_Dataset extract_:
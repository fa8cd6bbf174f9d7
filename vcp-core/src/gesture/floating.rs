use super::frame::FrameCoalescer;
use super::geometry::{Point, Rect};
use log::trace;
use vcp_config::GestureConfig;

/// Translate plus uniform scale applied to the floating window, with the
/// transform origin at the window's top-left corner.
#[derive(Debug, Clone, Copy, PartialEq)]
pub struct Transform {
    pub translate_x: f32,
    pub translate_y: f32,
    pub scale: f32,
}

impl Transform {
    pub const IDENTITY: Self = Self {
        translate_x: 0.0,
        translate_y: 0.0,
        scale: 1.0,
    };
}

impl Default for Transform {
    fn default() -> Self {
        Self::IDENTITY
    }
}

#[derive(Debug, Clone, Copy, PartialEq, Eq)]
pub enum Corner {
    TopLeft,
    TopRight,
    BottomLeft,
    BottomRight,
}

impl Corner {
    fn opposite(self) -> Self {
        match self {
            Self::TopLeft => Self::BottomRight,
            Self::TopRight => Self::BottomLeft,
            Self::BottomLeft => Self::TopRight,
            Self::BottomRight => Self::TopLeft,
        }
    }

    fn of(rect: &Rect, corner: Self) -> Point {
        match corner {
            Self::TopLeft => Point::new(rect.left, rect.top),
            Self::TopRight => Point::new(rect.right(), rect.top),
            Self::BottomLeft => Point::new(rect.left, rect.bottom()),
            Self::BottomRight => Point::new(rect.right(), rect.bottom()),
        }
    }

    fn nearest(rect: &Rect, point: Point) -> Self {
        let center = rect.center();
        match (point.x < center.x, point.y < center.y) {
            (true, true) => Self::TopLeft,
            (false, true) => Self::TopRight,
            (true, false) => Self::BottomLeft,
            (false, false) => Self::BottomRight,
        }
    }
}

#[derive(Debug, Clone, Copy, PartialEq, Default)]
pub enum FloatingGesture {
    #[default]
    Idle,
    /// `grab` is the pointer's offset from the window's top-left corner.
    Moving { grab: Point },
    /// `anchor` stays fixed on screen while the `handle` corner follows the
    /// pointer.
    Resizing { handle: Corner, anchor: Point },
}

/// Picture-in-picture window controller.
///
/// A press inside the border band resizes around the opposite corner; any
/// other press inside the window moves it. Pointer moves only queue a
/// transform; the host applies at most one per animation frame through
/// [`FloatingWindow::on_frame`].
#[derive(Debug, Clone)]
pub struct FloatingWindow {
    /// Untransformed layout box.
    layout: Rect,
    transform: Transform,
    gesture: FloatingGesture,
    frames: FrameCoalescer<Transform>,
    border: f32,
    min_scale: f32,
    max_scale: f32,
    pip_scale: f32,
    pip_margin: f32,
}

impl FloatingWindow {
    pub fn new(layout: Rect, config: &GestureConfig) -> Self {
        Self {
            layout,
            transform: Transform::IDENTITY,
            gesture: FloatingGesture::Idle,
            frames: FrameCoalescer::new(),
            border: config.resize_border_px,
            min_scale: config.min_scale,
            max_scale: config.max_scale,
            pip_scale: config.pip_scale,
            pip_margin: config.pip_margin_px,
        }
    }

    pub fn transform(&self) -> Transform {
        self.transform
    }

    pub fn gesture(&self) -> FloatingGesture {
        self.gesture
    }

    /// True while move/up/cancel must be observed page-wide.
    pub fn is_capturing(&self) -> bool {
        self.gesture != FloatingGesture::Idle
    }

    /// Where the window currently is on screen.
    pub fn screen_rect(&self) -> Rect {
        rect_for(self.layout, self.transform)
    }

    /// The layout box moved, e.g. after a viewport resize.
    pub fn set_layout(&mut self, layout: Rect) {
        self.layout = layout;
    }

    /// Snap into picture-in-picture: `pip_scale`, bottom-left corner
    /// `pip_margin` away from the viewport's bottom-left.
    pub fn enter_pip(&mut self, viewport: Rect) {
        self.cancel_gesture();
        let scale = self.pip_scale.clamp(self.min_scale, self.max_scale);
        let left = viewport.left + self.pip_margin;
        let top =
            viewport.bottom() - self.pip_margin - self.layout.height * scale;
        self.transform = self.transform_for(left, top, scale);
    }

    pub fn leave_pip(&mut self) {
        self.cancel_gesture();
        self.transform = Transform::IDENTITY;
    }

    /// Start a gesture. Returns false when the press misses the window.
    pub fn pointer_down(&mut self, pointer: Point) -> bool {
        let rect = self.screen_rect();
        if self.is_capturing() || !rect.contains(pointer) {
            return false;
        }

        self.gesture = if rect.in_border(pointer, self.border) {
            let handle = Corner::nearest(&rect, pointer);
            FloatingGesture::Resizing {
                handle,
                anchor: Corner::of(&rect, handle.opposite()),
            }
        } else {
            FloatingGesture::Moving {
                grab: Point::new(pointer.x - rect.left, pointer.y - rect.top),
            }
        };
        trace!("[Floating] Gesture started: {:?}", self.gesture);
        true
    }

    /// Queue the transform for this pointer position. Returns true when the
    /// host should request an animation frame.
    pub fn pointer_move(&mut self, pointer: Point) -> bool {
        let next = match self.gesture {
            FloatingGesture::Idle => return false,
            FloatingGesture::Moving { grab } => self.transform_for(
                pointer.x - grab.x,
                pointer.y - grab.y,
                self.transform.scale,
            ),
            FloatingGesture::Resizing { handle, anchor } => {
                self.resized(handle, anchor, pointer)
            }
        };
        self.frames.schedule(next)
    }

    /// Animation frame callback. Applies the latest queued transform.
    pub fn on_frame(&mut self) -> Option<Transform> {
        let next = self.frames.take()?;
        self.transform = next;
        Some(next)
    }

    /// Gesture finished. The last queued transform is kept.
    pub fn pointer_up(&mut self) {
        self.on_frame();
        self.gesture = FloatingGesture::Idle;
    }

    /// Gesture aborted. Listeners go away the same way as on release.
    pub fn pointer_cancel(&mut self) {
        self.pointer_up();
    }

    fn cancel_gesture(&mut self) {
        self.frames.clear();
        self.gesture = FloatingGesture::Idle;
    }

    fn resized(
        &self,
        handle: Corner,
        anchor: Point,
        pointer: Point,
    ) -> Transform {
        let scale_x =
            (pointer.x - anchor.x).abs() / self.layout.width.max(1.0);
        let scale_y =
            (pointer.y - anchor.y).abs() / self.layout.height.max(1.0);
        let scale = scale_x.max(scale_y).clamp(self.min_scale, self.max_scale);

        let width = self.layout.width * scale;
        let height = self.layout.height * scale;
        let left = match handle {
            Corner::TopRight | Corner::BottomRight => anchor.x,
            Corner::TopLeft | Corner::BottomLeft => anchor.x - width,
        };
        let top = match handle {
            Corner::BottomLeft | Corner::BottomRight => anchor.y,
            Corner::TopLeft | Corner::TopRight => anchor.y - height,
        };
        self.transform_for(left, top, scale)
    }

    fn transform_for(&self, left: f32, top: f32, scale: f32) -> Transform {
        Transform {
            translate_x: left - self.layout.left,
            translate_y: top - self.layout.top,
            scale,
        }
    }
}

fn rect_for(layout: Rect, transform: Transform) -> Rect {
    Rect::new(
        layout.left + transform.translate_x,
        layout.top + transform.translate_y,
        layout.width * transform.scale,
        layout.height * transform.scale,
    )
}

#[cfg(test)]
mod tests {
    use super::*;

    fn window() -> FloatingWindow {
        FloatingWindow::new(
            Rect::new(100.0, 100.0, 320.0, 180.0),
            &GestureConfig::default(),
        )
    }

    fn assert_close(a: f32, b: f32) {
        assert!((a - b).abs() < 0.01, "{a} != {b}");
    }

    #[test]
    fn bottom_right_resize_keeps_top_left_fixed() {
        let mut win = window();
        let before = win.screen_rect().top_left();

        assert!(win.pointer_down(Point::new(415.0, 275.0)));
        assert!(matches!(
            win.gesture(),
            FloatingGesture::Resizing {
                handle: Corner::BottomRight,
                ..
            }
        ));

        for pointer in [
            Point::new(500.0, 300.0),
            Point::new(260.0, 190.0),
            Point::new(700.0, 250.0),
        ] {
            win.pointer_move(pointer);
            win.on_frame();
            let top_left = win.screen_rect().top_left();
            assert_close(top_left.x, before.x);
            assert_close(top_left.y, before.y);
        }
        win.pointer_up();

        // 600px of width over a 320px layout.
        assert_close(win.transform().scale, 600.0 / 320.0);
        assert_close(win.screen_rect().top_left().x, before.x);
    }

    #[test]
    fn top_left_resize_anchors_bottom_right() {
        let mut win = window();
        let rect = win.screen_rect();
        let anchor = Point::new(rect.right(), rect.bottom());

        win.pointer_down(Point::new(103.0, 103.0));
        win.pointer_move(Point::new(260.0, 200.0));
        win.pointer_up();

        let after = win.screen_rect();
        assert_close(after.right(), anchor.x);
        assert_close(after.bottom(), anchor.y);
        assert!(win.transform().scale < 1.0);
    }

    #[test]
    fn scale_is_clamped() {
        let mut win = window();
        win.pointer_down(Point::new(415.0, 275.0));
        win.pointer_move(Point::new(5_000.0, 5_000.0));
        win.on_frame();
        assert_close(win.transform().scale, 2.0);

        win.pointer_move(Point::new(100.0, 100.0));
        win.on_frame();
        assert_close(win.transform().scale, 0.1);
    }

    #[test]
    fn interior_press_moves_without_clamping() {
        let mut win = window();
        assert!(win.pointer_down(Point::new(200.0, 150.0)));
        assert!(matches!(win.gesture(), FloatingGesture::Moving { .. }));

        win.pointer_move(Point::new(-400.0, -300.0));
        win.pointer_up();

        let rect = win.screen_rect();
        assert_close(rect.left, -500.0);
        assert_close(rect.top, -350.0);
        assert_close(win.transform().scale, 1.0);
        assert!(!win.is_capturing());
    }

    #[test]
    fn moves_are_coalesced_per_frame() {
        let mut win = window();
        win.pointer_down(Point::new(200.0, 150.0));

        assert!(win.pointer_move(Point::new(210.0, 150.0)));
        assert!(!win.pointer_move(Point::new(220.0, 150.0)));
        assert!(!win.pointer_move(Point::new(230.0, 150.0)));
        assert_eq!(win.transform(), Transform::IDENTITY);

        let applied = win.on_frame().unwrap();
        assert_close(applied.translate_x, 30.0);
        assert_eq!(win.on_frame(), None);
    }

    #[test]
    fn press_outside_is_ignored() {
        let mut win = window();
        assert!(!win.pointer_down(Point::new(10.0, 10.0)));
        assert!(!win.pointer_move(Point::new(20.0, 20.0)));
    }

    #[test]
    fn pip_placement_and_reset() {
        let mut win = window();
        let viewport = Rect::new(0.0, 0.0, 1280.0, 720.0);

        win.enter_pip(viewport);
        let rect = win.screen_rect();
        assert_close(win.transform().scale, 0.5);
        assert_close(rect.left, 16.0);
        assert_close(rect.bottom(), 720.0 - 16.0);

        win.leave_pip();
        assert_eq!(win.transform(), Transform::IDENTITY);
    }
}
==
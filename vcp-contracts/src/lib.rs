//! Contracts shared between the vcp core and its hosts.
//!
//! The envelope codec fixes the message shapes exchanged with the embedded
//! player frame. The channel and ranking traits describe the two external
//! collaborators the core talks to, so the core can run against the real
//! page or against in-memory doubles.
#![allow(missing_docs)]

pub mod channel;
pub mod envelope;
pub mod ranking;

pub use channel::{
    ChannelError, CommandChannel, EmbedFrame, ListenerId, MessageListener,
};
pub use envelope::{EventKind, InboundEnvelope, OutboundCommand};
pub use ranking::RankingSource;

_Problem requirements_:
Please copy every line of the data that carries the string "core".

_Reply_:
filename vcp-core/src/gesture/floating.rs
//! Contracts shared between the vcp core and its hosts.
//! collaborators the core talks to, so the core can run against the real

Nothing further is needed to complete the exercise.